Basal cell carcinoma accounts for 1-8 percent of all vulvar carcinomas [1, 3, 5, 10, 11, 14, 16, 31, 33, 35, 38]. It affects elderly women (mean age 68 years, range 34-92). The great majority of patients are Caucasians, as was our patient; a few cases have been reported in black women [5, 10, 15, 30] and in Asian women from Thailand , Japan  and China . The mean delay of diagnosis (5-6 years) is long and may reach 20 years  because of the location of the tumor, which prevents patients from seeking consultation and the frequent misdiagnosis. Vulvar BCC often causes symptoms such as discomfort, pain, bleeding, and pruritus that may be the presenting sign . The clinical aspects vary. Basal cell carcinomas may present as vegetating, ulcerated, pedunculated, infiltrated, nodular, pigmented, or depigmented lesions. They develop on the cutaneous (and less often the inner surface) of labia majora and, more rarely as in our patient, on the labia minora and the clitoris [2, 8]. The tumors may be bilateral , as in our patient, or multifocal.
The diagnosis of vulvar BCC is seldom made clinically. Basal cell carcinomas are usually misdiagnosed as Bowen disease, Paget disease, squamous cell carcinoma, leukoplakia, lichen planus, lichen sclerosus, melanocytic nevus, or melanoma. The correct diagnosis rests on the histological examination. Histopathologically, vulvar BCCs do not show noticeable differences from their cutaneous counterparts . They may occur as mixed tumors associated with squamous cell carcinoma [3, 16, 26, 39, 39], Paget disease , melanoma [38, 39], or in association with lichen sclerosus . BCCs should be differentiated from adenoid cystic (basal cell) carcinomas of the vestibular glands that may behave more aggressively .

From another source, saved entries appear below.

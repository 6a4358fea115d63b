//! Device-resident log-upload agent (§1). `run_invocation` is the single entry point: load
//! configuration, build a [`RuntimeContext`], select a strategy, drive it, finalize block markers,
//! and return a process exit code.

pub mod archive;
pub mod collector;
pub mod config;
pub mod context;
pub mod error;
pub mod finalizer;
pub mod fs_ops;
pub mod logger;
pub mod retry;
pub mod selector;
pub mod session;
pub mod status;
#[cfg(test)]
pub mod test_support;
pub mod telemetry;
pub mod timestamp;
pub mod upload;
pub mod workflow;

use anyhow::Result;
use tracing::{error, info, instrument};

use crate::config::AgentConfig;
use crate::context::{DeviceIdentity, RuntimeContext};
use crate::selector::Strategy;
use crate::session::Session;
use crate::telemetry::TelemetrySink;
use crate::upload::transport::{ReqwestTransport, Transport};
use crate::workflow::{RealSleeper, Sleeper, Workflow, WorkflowEnv};

/// Process exit codes (§7). `0` covers every clean outcome, including PrivacyAbort/NoLogs/no-op;
/// `1` is a failed upload; `2` is reserved for CLI/config parse failures that happen before any
/// strategy is selected.
pub const EXIT_SUCCESS: i32 = 0;
pub const EXIT_UPLOAD_FAILED: i32 = 1;
pub const EXIT_CONFIG_ERROR: i32 = 2;

/// Everything `run_invocation` needs beyond the parsed config: the telemetry sink it should drive
/// and the transport/sleeper the upload pipeline should use. Production callers pass
/// [`NoopTelemetry`](crate::telemetry::NoopTelemetry)/[`ReqwestTransport`]/[`RealSleeper`]; tests
/// substitute fakes from [`test_support`].
pub struct Invocation<'a> {
    pub telemetry: &'a dyn TelemetrySink,
    pub transport: &'a dyn Transport,
    pub sleeper: &'a dyn Sleeper,
}

impl<'a> Default for Invocation<'a> {
    fn default() -> Self {
        static NOOP: crate::telemetry::NoopTelemetry = crate::telemetry::NoopTelemetry;
        static TRANSPORT: ReqwestTransport = ReqwestTransport;
        static SLEEPER: RealSleeper = RealSleeper;
        Invocation { telemetry: &NOOP, transport: &TRANSPORT, sleeper: &SLEEPER }
    }
}

/// Load configuration, select a strategy, run it, finalize, and return the process exit code. The
/// only error this returns is a CLI/config-parse failure (maps to [`EXIT_CONFIG_ERROR`]); every
/// strategy outcome, including upload failure, is reported via the returned exit code rather than
/// an `Err`.
#[instrument(skip_all)]
pub fn run_invocation(args: config::AgentCliArgs, env: &Invocation) -> Result<i32> {
    let config = AgentConfig::load(args)?;
    let identity = DeviceIdentity::new(config.mac_colon.clone(), config.device_type.clone(), config.build_type.clone());
    let ctx = RuntimeContext::new(&config, identity);

    Ok(run_with_context(&ctx, env))
}

/// The part of `run_invocation` that doesn't need a freshly-parsed `AgentConfig`; split out so
/// integration tests can build a [`RuntimeContext`] directly against a tempdir fixture.
pub fn run_with_context(ctx: &RuntimeContext, env: &Invocation) -> i32 {
    let strategy = selector::select_strategy(ctx);
    info!(strategy = strategy.as_str(), "invocation started");

    let exit_code = match strategy {
        Strategy::PrivacyAbort => {
            workflow::run_privacy_abort(env.telemetry);
            EXIT_SUCCESS
        }
        Strategy::NoLogs => {
            workflow::run_no_logs(env.telemetry);
            EXIT_SUCCESS
        }
        Strategy::Rrd => run_rrd(ctx, env),
        _ => run_workflow(ctx, strategy, env),
    };

    info!(exit_code, "invocation finished");
    exit_code
}

fn run_rrd(ctx: &RuntimeContext, env: &Invocation) -> i32 {
    let mut session = Session::new();
    let selection = selector::select_channels(ctx);
    session.primary = selection.primary;
    session.fallback = selection.fallback;

    let workflow_env = WorkflowEnv { telemetry: env.telemetry, transport: env.transport, sleeper: env.sleeper };
    let result = workflow::rrd::run(ctx, &mut session, &workflow_env);

    finalize(ctx, &session);
    match result {
        Ok(()) => EXIT_SUCCESS,
        Err(e) => {
            error!(error = %e, "RRD pass-through failed");
            EXIT_UPLOAD_FAILED
        }
    }
}

fn run_workflow(ctx: &RuntimeContext, strategy: Strategy, env: &Invocation) -> i32 {
    let Some(mut workflow) = Workflow::for_strategy(strategy) else {
        error!(strategy = strategy.as_str(), "strategy has no workflow engine binding");
        return EXIT_UPLOAD_FAILED;
    };

    let mut session = Session::new();
    let selection = selector::select_channels(ctx);
    session.primary = selection.primary;
    session.fallback = selection.fallback;

    let workflow_env = WorkflowEnv { telemetry: env.telemetry, transport: env.transport, sleeper: env.sleeper };
    let result = workflow::run(&mut workflow, ctx, &mut session, &workflow_env);

    finalize(ctx, &session);
    match result {
        Ok(()) => EXIT_SUCCESS,
        Err(e) => {
            error!(error = %e, strategy = strategy.as_str(), "workflow failed");
            EXIT_UPLOAD_FAILED
        }
    }
}

fn finalize(ctx: &RuntimeContext, session: &Session) {
    if let Err(e) = finalizer::finalize(ctx, session, session.archive_name.as_deref()) {
        error!(error = %e, "finalizer failed");
    }
}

The pathogenesis of vulvar BCC is unknown. Risk factors include chronic exposure to arsenic , basal cell nevus syndrome , local trauma , chronic irritation, and X-ray treatment [26, 40]. The direct role of UV radiation is obviously unlikely, even though several patients with vulvar BCCs have similar tumors on sun-exposed sites, as in our patient. Conversely, the fact that the genital region is sun-protected, may help account for the rarity of BCCs developing in this area. On the other hand HPV types that seem to play a co-carcinogenic role in non-melanoma skin cancers , have only exceptionally been detected in genital BCCs [26, 47-50]. In our patient, a search for HPV proved negative, in accordance with most previous studies.

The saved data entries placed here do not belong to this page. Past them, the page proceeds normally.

//! Timestamp Marker (C5): atomically rename every regular file in a directory with a time prefix
//! before upload, and reverse the rename afterward. Grounded on the original `path_handler.c`
//! mark/unmark contract (SPEC_FULL.md §4.3).

use std::fs;

use anyhow::{Context, Result};
use camino::Utf8Path;
use chrono::{DateTime, Local};
use once_cell::sync::Lazy;
use regex::Regex;

static LEGACY_STAMP_PATTERN: Lazy<Regex> =
    Lazy::new(|| Regex::new(r"^\d{2}-\d{2}-\d{2}-\d{2}-\d{2}(AM|PM)-").unwrap());

/// Names excluded from marking in the OnDemand ("UploadLogsNow") path only (§9 Open Question 2).
pub const ONDEMAND_SKIP_LIST: &[&str] = &["reboot.log", "ABLReason.txt"];

#[derive(Debug, Default)]
pub struct TimestampMarker {
    /// The exact stamp produced by the last `mark` call, remembered in process memory only
    /// (never persisted across invocations, per §4.3).
    last_stamp: Option<String>,
}

impl TimestampMarker {
    pub fn new() -> Self {
        Self::default()
    }

    /// Rename every regular file in `dir` not already starting with the computed stamp (and, if
    /// `skip_list` is non-empty, not named exactly one of its entries) to `<stamp><name>`.
    pub fn mark(&mut self, dir: &Utf8Path, now: DateTime<Local>, skip_list: &[&str]) -> Result<String> {
        let stamp = format!("{}-", crate::archive::format_stamp(now));
        let entries = fs::read_dir(dir).with_context(|| format!("reading directory {dir}"))?;
        for entry in entries.flatten() {
            if !entry.file_type().map(|t| t.is_file()).unwrap_or(false) {
                continue;
            }
            let name = entry.file_name().to_string_lossy().to_string();
            if name.starts_with(&stamp) || skip_list.contains(&name.as_str()) {
                continue;
            }
            let new_path = dir.join(format!("{stamp}{name}"));
            fs::rename(entry.path(), &new_path)
                .with_context(|| format!("marking {:?} -> {new_path}", entry.path()))?;
        }
        self.last_stamp = Some(stamp.clone());
        Ok(stamp)
    }

    /// Reverse `mark`: strip the remembered stamp (or, if this process never marked anything,
    /// pattern-detect an `NN-NN-NN-NN-NN{AM|PM}-` prefix and strip it) from every matching file.
    pub fn unmark(&self, dir: &Utf8Path) -> Result<usize> {
        let entries = fs::read_dir(dir).with_context(|| format!("reading directory {dir}"))?;
        let mut unmarked = 0;
        for entry in entries.flatten() {
            if !entry.file_type().map(|t| t.is_file()).unwrap_or(false) {
                continue;
            }
            let name = entry.file_name().to_string_lossy().to_string();
            let stripped = match &self.last_stamp {
                Some(stamp) if name.starts_with(stamp.as_str()) => Some(name[stamp.len()..].to_string()),
                Some(_) => None,
                None => LEGACY_STAMP_PATTERN
                    .find(&name)
                    .map(|m| name[m.end()..].to_string()),
            };
            if let Some(original) = stripped {
                let new_path = dir.join(&original);
                fs::rename(entry.path(), &new_path)
                    .with_context(|| format!("unmarking {:?} -> {new_path}", entry.path()))?;
                unmarked += 1;
            }
        }
        Ok(unmarked)
    }
}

The treatment of vulvar BCC is surgical, by partial or total vulvectomy, although conservative excision with histologic examination of the margins may be adequate. Mohs micrographic surgery has been also used [28, 37, 40]. If surgery is contraindicated or impossible, X-ray treatment is an alternative option. Local immunomodulators (namely imiquimod), alone or combined with surgery  could also be effective for superficial tumors, although tolerance of this treatment in this body area could understandably be poor.
The growth of vulvar BCCs is usually slow. As a rule, the prognosis is favorable provided the lesions are recognized early and completely excised. However, since this is not always the case, vulvar BCCs may behave aggressively, with local recurrences and metastases to the lymph-nodes [16, 19, 29], the skin , and the skeleton  leading to a fatal outcome [16, 26, 30]. Therefore, early diagnosis is important in order to spare patients unfavorable results.
In conclusion, any chronic, persistent vulvar lesion should be subjected to histological examination. Even though other mucocutaneous diseases are more common on the vulva (e.g., contact dermatitis, psoriasis inversa, fungal infections, Bowen disease, bowenoid papulosis, and Paget disease), the diagnosis of BCC should be considered for chronic vulvar growths, particularly in elderly women.